• _What to produce_:
Copy every line of the data that includes the string "front".

[Extracted records]

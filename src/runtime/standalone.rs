//! Standalone host: parameters from flags and environment variables.

use crate::args::Args;
use crate::runtime::{HostRuntime, RuntimeError, RuntimeParams};

/// Host runtime for running the node without any middleware.
#[derive(Debug, Clone)]
pub struct StandaloneRuntime {
    params: RuntimeParams,
}

impl StandaloneRuntime {
    pub fn new(params: RuntimeParams) -> Self {
        Self { params }
    }

    pub fn from_args(args: &Args) -> Self {
        Self::new(RuntimeParams {
            lidar_type: args.lidar_type.clone(),
            msop_port: args.msop_port,
            difop_port: args.difop_port,
            frame_id: args.frame_id.clone(),
            config_path: args.config_path.clone(),
        })
    }
}

impl HostRuntime for StandaloneRuntime {
    fn name(&self) -> &'static str {
        "standalone"
    }

    fn parameters(&self) -> Result<RuntimeParams, RuntimeError> {
        Ok(self.params.clone())
    }

    fn shutdown(&mut self) {
        tracing::debug!(runtime = self.name(), "Host runtime shut down");
    }
}

#[cfg(test)]
mod tests {
    use super::*;
    use clap::Parser;

    #[test]
    fn flags_become_params() {
        let args = Args::try_parse_from([
            "rslidar-node",
            "--lidar-type",
            "RS32",
            "--msop-port",
            "6700",
            "--frame-id",
            "front",
        ])
        .unwrap();
        let params = StandaloneRuntime::from_args(&args).parameters().unwrap();
        assert_eq!(params.lidar_type, "RS32");
        assert_eq!(params.msop_port, 6700);
        assert_eq!(params.difop_port, -1);
        assert_eq!(params.frame_id, "front");
        assert_eq!(params.config_path, "");
    }

    #[test]
    fn explicit_sentinel_is_accepted() {
        let args = Args::try_parse_from(["rslidar-node", "--msop-port", "-1"]).unwrap();
        let params = StandaloneRuntime::from_args(&args).parameters().unwrap();
        assert_eq!(params, RuntimeParams::default());
    }
}
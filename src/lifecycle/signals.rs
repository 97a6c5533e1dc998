//! OS signal handling.
//!
//! # Responsibilities
//! - Register handlers for SIGINT (and SIGTERM on unix)
//! - Translate a delivered signal into a [`ShutdownSignal`] trigger
//!
//! # Design Decisions
//! - Uses Tokio's signal handling: the OS-level handler only wakes a task,
//!   and the task runs in ordinary async context
//! - The listener logs and triggers, nothing else; teardown happens on the
//!   main task after its wait returns
//! - Handlers are registered before this function returns, so a signal that
//!   arrives during sensor startup is not lost
//! - Repeated signals are logged and ignored

use std::io;

use tokio::task::JoinHandle;

use crate::lifecycle::shutdown::ShutdownSignal;

/// Register the interrupt handlers and spawn the listener task.
///
/// Must be called from within a Tokio runtime.
#[cfg(unix)]
pub fn install(shutdown: ShutdownSignal) -> io::Result<JoinHandle<()>> {
    use tokio::signal::unix::{signal, SignalKind};

    let mut interrupt = signal(SignalKind::interrupt())?;
    let mut terminate = signal(SignalKind::terminate())?;

    Ok(tokio::spawn(async move {
        loop {
            let name = tokio::select! {
                received = interrupt.recv() => match received {
                    Some(()) => "SIGINT",
                    None => break,
                },
                received = terminate.recv() => match received {
                    Some(()) => "SIGTERM",
                    None => break,
                },
            };
            on_signal(&shutdown, name);
        }
    }))
}

/// Register the interrupt handler and spawn the listener task.
///
/// Must be called from within a Tokio runtime.
#[cfg(not(unix))]
pub fn install(shutdown: ShutdownSignal) -> io::Result<JoinHandle<()>> {
    let mut interrupt = tokio::signal::windows::ctrl_c()?;

    Ok(tokio::spawn(async move {
        while interrupt.recv().await.is_some() {
            on_signal(&shutdown, "CTRL_C");
        }
    }))
}

fn on_signal(shutdown: &ShutdownSignal, name: &'static str) {
    if shutdown.trigger() {
        tracing::info!(signal = name, "RoboSense-LiDAR-Driver is stopping.....");
    } else {
        tracing::debug!(signal = name, "Shutdown already in progress, ignoring signal");
    }
}

#[cfg(test)]
mod tests {
    use super::*;

    #[test]
    fn repeated_delivery_triggers_once() {
        let shutdown = ShutdownSignal::new();
        on_signal(&shutdown, "SIGINT");
        on_signal(&shutdown, "SIGINT");
        on_signal(&shutdown, "SIGTERM");
        assert!(shutdown.is_triggered());
        assert!(!shutdown.trigger());
    }

    #[tokio::test]
    async fn install_does_not_fire_by_itself() {
        let shutdown = ShutdownSignal::new();
        let listener = install(shutdown.clone()).unwrap();
        tokio::task::yield_now().await;
        assert!(!shutdown.is_triggered());
        listener.abort();
    }
}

• _Exercise solution_:
            "front",
        assert_eq!(params.frame_id, "front");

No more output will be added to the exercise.